Find every line in the records below that contains the word "impl", and copy each such line.
[Records for this task — start]
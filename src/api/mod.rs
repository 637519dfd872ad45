mod handlers;
mod processors;
mod state;

use axum::{
    routing::{get, post},
    Router,
};
use tower_http::{cors::CorsLayer, trace::TraceLayer};

pub use handlers::{ErrorBody, MessageBody, ToggleGeneratorInput};
pub use state::{BackendState, ToggleError};

/// Port the shell expects a development backend on.
pub const DEFAULT_PORT: u16 = 5001;

pub fn create_router(state: BackendState) -> Router {
    let api = Router::new()
        // Processing
        .route("/process/toggle_generator", post(handlers::toggle_generator))
        .route("/process/{id}", post(handlers::process_feature))
        // Catalog
        .route("/features", get(handlers::list_features))
        .route("/features/{id}", get(handlers::get_feature))
        // Health
        .route("/health", get(handlers::health));

    Router::new()
        .nest("/api", api)
        .layer(TraceLayer::new_for_http())
        .layer(CorsLayer::permissive())
        .with_state(state)
}
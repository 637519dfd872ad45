use axum::{
    extract::{Path, State},
    http::StatusCode,
    response::IntoResponse,
    Json,
};
use serde::{Deserialize, Serialize};

use emos_core::catalog;
use emos_core::models::*;

use super::processors;
use super::state::{BackendState, ToggleError};

// ============================================================
// Error Handling
// ============================================================

/// JSON body of every non-2xx answer.
#[derive(Debug, Clone, Serialize, Deserialize)]
pub struct ErrorBody {
    pub error: String,
}

type ApiError = (StatusCode, Json<ErrorBody>);

fn api_error(status: StatusCode, message: impl Into<String>) -> ApiError {
    let error = message.into();
    if status.is_server_error() {
        tracing::error!("{}", error);
    } else {
        tracing::warn!("{}", error);
    }
    (status, Json(ErrorBody { error }))
}

// ============================================================
// Health
// ============================================================

pub async fn health() -> impl IntoResponse {
    Json(serde_json::json!({ "status": "ok" }))
}

// ============================================================
// Features
// ============================================================

pub async fn list_features() -> Json<Vec<FeatureDescriptor>> {
    Json(catalog::descriptors())
}

pub async fn get_feature(Path(id): Path<u32>) -> Result<Json<FeatureDescriptor>, ApiError> {
    catalog::lookup(FeatureId(id))
        .map(|entry| Json(entry.descriptor()))
        .ok_or_else(|| api_error(StatusCode::NOT_FOUND, format!("Feature {} not found", id)))
}

// ============================================================
// Processing
// ============================================================

/// Runs the feature's processor. Requests that carry no generator selection
/// use the generators switched on through `toggle_generator`.
pub async fn process_feature(
    State(state): State<BackendState>,
    Path(id): Path<u32>,
    Json(mut inputs): Json<PanelInputs>,
) -> Result<Json<ProcessResponse>, ApiError> {
    let id = FeatureId(id);
    if catalog::lookup(id).is_none() {
        return Err(api_error(
            StatusCode::NOT_FOUND,
            format!("Feature {} not found", id),
        ));
    }
    let process = processors::processor(id).ok_or_else(|| {
        api_error(
            StatusCode::NOT_FOUND,
            format!("No processor for feature {}", id),
        )
    })?;

    let generators = UnitKind::Generator.input_key();
    if inputs.get(generators).is_none() {
        let active = state.active_generators();
        if !active.is_empty() {
            inputs.insert(generators, InputValue::Selections(active));
        }
    }

    tracing::debug!(feature = %id, inputs = inputs.len(), "Processing feature");
    Ok(Json(process(&inputs)))
}

#[derive(Debug, Clone, Serialize, Deserialize)]
pub struct ToggleGeneratorInput {
    pub class_name: String,
    pub active: bool,
}

#[derive(Debug, Clone, Serialize, Deserialize)]
pub struct MessageBody {
    pub message: String,
}

pub async fn toggle_generator(
    State(state): State<BackendState>,
    Json(input): Json<ToggleGeneratorInput>,
) -> Result<Json<MessageBody>, ApiError> {
    match state.set_generator(&input.class_name, input.active) {
        Ok(()) => {
            let verb = if input.active { "activated" } else { "deactivated" };
            tracing::info!(generator = %input.class_name, active = input.active, "Generator toggled");
            Ok(Json(MessageBody {
                message: format!("Generator '{}' {}", input.class_name, verb),
            }))
        }
        Err(e @ ToggleError::UnknownGenerator(_)) => {
            Err(api_error(StatusCode::NOT_FOUND, e.to_string()))
        }
        Err(e @ ToggleError::Unavailable(_)) => {
            Err(api_error(StatusCode::BAD_REQUEST, e.to_string()))
        }
    }
}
[Records for this task — finish]
→ Written answer:
fn api_error(status: StatusCode, message: impl Into<String>) -> ApiError {
pub async fn health() -> impl IntoResponse {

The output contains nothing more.